What I was describing above was an eye-tracker agnostic way of validating the calibration, where one records gaze data just like you would in the experimental part of a trial, but instead of doing something interesting, you just display visual targets at known locations and ask the participant to fixate them. e.g. just randomly move a target to four corner points and a central fixation target. You can then simply visually inspect whether the participants gaze location matches the stimulus. Or you could come up with a quantitative threshold (e.g. re-run a calibration if any of the target fixations deviates from the intended location by more than x degrees).

i.e. rather than running a dedicated calibration procedure on the eye tracker, just check the quality of the data periodically, and re-run the calibration if required. Embedding recordings of actual gaze data against known target locations throughout the experiment will really strengthen your claims as to the quality of your calibration, rather than relying on the (potentially black box) calibration procedure of the tracker itself.

Thanks, that was a bit different from what I thought you were talking about then. It does seem like a good idea to check the calibration. I’ll see if I can come up with an appropriate procedure, it’s probably best to automate it as you suggest if I’m able to.

I came to realize however that both I and n_m, who started the thread I linked, had misunderstood how PsychoPy/ioHub and the eyetracker interact, or really how eyetrackers work in general. This misunderstanding was probably too basic to even catch.

For anyone who finds this thread and wonders about the same thing I did

Once you have run a calibration, the eyetracker will remember that calibration, at least if it’s a Tobii eyetracker. This isn’t related to PsychoPy or even having Python running. So if you do a calibration, close the experiment/PsychoPy, then go to start a new experiment, the eyetracker still ‘remembers’ the calibration.

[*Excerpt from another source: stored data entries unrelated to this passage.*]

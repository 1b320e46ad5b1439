/*
 * SPDX-FileCopyrightText: 2026 RedHunt07 - FEDI3 Project
 * SPDX-License-Identifier: AGPL-3.0-only
 */

//! Per-key token buckets with lazy continuous refill.

use std::collections::HashMap;
use std::time::Duration;

use tokio::sync::Mutex;
use tokio::time::Instant;

use crate::model::Scope;

/// Capacity and refill for one action. Either value at 0 disables limiting.
#[derive(Debug, Clone, Copy, PartialEq, Eq)]
pub struct RateLimit {
    pub capacity: u32,
    pub refill_per_minute: u32,
}

impl RateLimit {
    /// `n` actions per minute with a burst of `n`.
    pub const fn per_minute(n: u32) -> Self {
        Self {
            capacity: n,
            refill_per_minute: n,
        }
    }

    pub fn is_disabled(&self) -> bool {
        self.capacity == 0 || self.refill_per_minute == 0
    }
}

#[derive(Debug, Clone, Copy)]
struct TokenBucket {
    capacity: f64,
    tokens: f64,
    refill_per_min: f64,
    last_refill: Instant,
}

impl TokenBucket {
    fn fresh(limit: RateLimit, now: Instant) -> Self {
        let capacity = f64::from(limit.capacity);
        Self {
            capacity,
            // The call that creates the bucket is admitted.
            tokens: capacity - 1.0,
            refill_per_min: f64::from(limit.refill_per_minute),
            last_refill: now,
        }
    }

    fn refill(&mut self, now: Instant) {
        self.tokens = self.projected(now);
        self.last_refill = now;
    }

    fn take(&mut self, now: Instant) -> bool {
        self.refill(now);
        if self.tokens >= 1.0 {
            self.tokens -= 1.0;
            true
        } else {
            false
        }
    }

    /// Tokens the bucket would hold at `now`, without mutating it.
    fn projected(&self, now: Instant) -> f64 {
        let elapsed = now.saturating_duration_since(self.last_refill).as_secs_f64();
        (self.tokens + elapsed * self.refill_per_min / 60.0).min(self.capacity)
    }
}

/// Process-wide admission control. One critical section guards the whole map;
/// key cardinality is one bucket per (action, tenant, user).
#[derive(Debug, Default)]
pub struct RateLimiter {
    inner: Mutex<HashMap<String, TokenBucket>>,
}

impl RateLimiter {
    pub fn new() -> Self {
        Self::default()
    }

    pub async fn allow(&self, key: &str, limit: RateLimit) -> bool {
        self.allow_at(key, limit, Instant::now()).await
    }

    /// Same as [`RateLimiter::allow`] with an explicit clock reading.
    pub async fn allow_at(&self, key: &str, limit: RateLimit, now: Instant) -> bool {
        if limit.is_disabled() {
            return true;
        }
        let mut map = self.inner.lock().await;
        match map.get_mut(key) {
            Some(bucket) => bucket.take(now),
            None => {
                map.insert(key.to_string(), TokenBucket::fresh(limit, now));
                true
            }
        }
    }

    /// Drops buckets untouched for `idle_for` that have already refilled to
    /// capacity. A bucket recreated on the next call ends up in the same
    /// state, so callers cannot tell it was evicted. Returns the number removed.
    pub async fn evict_idle(&self, idle_for: Duration) -> usize {
        self.evict_idle_at(idle_for, Instant::now()).await
    }

    pub async fn evict_idle_at(&self, idle_for: Duration, now: Instant) -> usize {
        let mut map = self.inner.lock().await;
        let before = map.len();
        map.retain(|_, b| {
            let idle = now.saturating_duration_since(b.last_refill) >= idle_for;
            !(idle && b.projected(now) >= b.capacity)
        });
        before - map.len()
    }

    pub async fn bucket_count(&self) -> usize {
        self.inner.lock().await.len()
    }
}

/// Bucket key for an action performed by a user within a tenant.
pub fn limiter_key(action: &str, scope: &Scope) -> String {
    format!("{action}:{}:{}", scope.tenant_id, scope.user_id)
}

#[cfg(test)]
mod tests {
    use super::*;
    use std::sync::Arc;

    const TEN: RateLimit = RateLimit::per_minute(10);

    #[tokio::test]
    async fn burst_then_deny_then_one_refill() {
        let rl = RateLimiter::new();
        let t0 = Instant::now();
        for i in 0..10 {
            assert!(rl.allow_at("post:1:1", TEN, t0).await, "call {i} should pass");
        }
        assert!(!rl.allow_at("post:1:1", TEN, t0).await);

        let t6 = t0 + Duration::from_secs(6);
        assert!(rl.allow_at("post:1:1", TEN, t6).await);
        assert!(!rl.allow_at("post:1:1", TEN, t6).await);
    }

    #[tokio::test]
    async fn zero_capacity_or_rate_disables_limiting() {
        let rl = RateLimiter::new();
        let t0 = Instant::now();
        let no_cap = RateLimit {
            capacity: 0,
            refill_per_minute: 5,
        };
        let no_rate = RateLimit {
            capacity: 5,
            refill_per_minute: 0,
        };
        for _ in 0..100 {
            assert!(rl.allow_at("k", no_cap, t0).await);
            assert!(rl.allow_at("k", no_rate, t0).await);
        }
        assert_eq!(rl.bucket_count().await, 0);
    }

    #[tokio::test]
    async fn refill_is_continuous() {
        let rl = RateLimiter::new();
        let limit = RateLimit {
            capacity: 1,
            refill_per_minute: 60,
        };
        let t0 = Instant::now();
        assert!(rl.allow_at("k", limit, t0).await);
        // Half a token is not enough, the second half completes it.
        assert!(!rl.allow_at("k", limit, t0 + Duration::from_millis(500)).await);
        assert!(rl.allow_at("k", limit, t0 + Duration::from_millis(1000)).await);
    }

    #[tokio::test]
    async fn long_idle_refills_only_to_capacity() {
        let rl = RateLimiter::new();
        let limit = RateLimit::per_minute(3);
        let t0 = Instant::now();
        for _ in 0..3 {
            assert!(rl.allow_at("k", limit, t0).await);
        }
        let later = t0 + Duration::from_secs(3600);
        for _ in 0..3 {
            assert!(rl.allow_at("k", limit, later).await);
        }
        assert!(!rl.allow_at("k", limit, later).await);
    }

    #[tokio::test]
    async fn keys_are_independent() {
        let rl = RateLimiter::new();
        let one = RateLimit::per_minute(1);
        let t0 = Instant::now();
        let a = Scope { tenant_id: 1, user_id: 1 };
        let b = Scope { tenant_id: 2, user_id: 1 };
        assert!(rl.allow_at(&limiter_key("post", &a), one, t0).await);
        assert!(!rl.allow_at(&limiter_key("post", &a), one, t0).await);
        assert!(rl.allow_at(&limiter_key("comment", &a), one, t0).await);
        assert!(rl.allow_at(&limiter_key("post", &b), one, t0).await);
        assert_eq!(limiter_key("post", &a), "post:1:1");
    }

    #[tokio::test(flavor = "multi_thread", worker_threads = 4)]
    async fn concurrent_callers_never_overdraw() {
        let rl = Arc::new(RateLimiter::new());
        let t0 = Instant::now();
        let mut handles = Vec::new();
        for _ in 0..50 {
            let rl = rl.clone();
            handles.push(tokio::spawn(async move { rl.allow_at("hot", TEN, t0).await }));
        }
        let mut admitted = 0;
        for h in handles {
            if h.await.unwrap() {
                admitted += 1;
            }
        }
        assert_eq!(admitted, 10);
    }

    #[tokio::test]
    async fn eviction_only_drops_refilled_idle_buckets() {
        let rl = RateLimiter::new();
        let t0 = Instant::now();
        assert!(rl.allow_at("idle", TEN, t0).await);
        for _ in 0..10 {
            rl.allow_at("drained", TEN, t0).await;
        }
        assert_eq!(rl.bucket_count().await, 2);

        // Ten seconds: "idle" is full again, "drained" holds under two tokens.
        let t10 = t0 + Duration::from_secs(10);
        assert_eq!(rl.evict_idle_at(Duration::from_secs(5), t10).await, 1);
        assert_eq!(rl.bucket_count().await, 1);

        let t2m = t0 + Duration::from_secs(120);
        assert_eq!(rl.evict_idle_at(Duration::from_secs(5), t2m).await, 1);
        assert_eq!(rl.bucket_count().await, 0);
    }

    #[tokio::test(start_paused = true)]
    async fn allow_uses_the_runtime_clock() {
        let rl = RateLimiter::new();
        let one = RateLimit::per_minute(1);
        assert!(rl.allow("k", one).await);
        assert!(!rl.allow("k", one).await);
        tokio::time::advance(Duration::from_secs(60)).await;
        assert!(rl.allow("k", one).await);
    }
}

What this means is that for any later experiments you can simply skip the calibration step if it’s the same participant (and a quick ‘calibration check’ at the beginning, like Michael described, says the calibration is still fine).

I would guess that the calibration is lost if you turn the eyetracker off, but I haven’t checked this myself. If you really want to make sure that the calibration is saved you can directly use the ‘tobii_research’ package, which is actually what ioHub uses under the hood for Tobii. Since PsychoPy Standalone includes this package, directly after running a calibration with ioHub and closing the ioHub connection you can do something like this:

import tobii_research as tr

filename = 'calibration_save.bin'
# assumes you only have one eyetracker connected
eyetracker = tr.find_all_eyetrackers()[0]
with open(filename, "wb") as f:
    calibration_data = eyetracker.retrieve_calibration_data()
    f.write(calibration_data)

You can find more details about this in Tobii’s documentation for the package, specifically this example and their page on calibration.

This is a great workaround for the current iohub tobii interface if you need the tobii calibration results.

We should consider adding a method to the iohub eyetracker class that returns information about the last tracker calibration (if available). The return value would be device dependent.

We should also consider adding an iohub eye tracker validation process that estimates the calibration accuracy in a device independent way and can be used by any supported iohub eye tracker as @Michael suggests.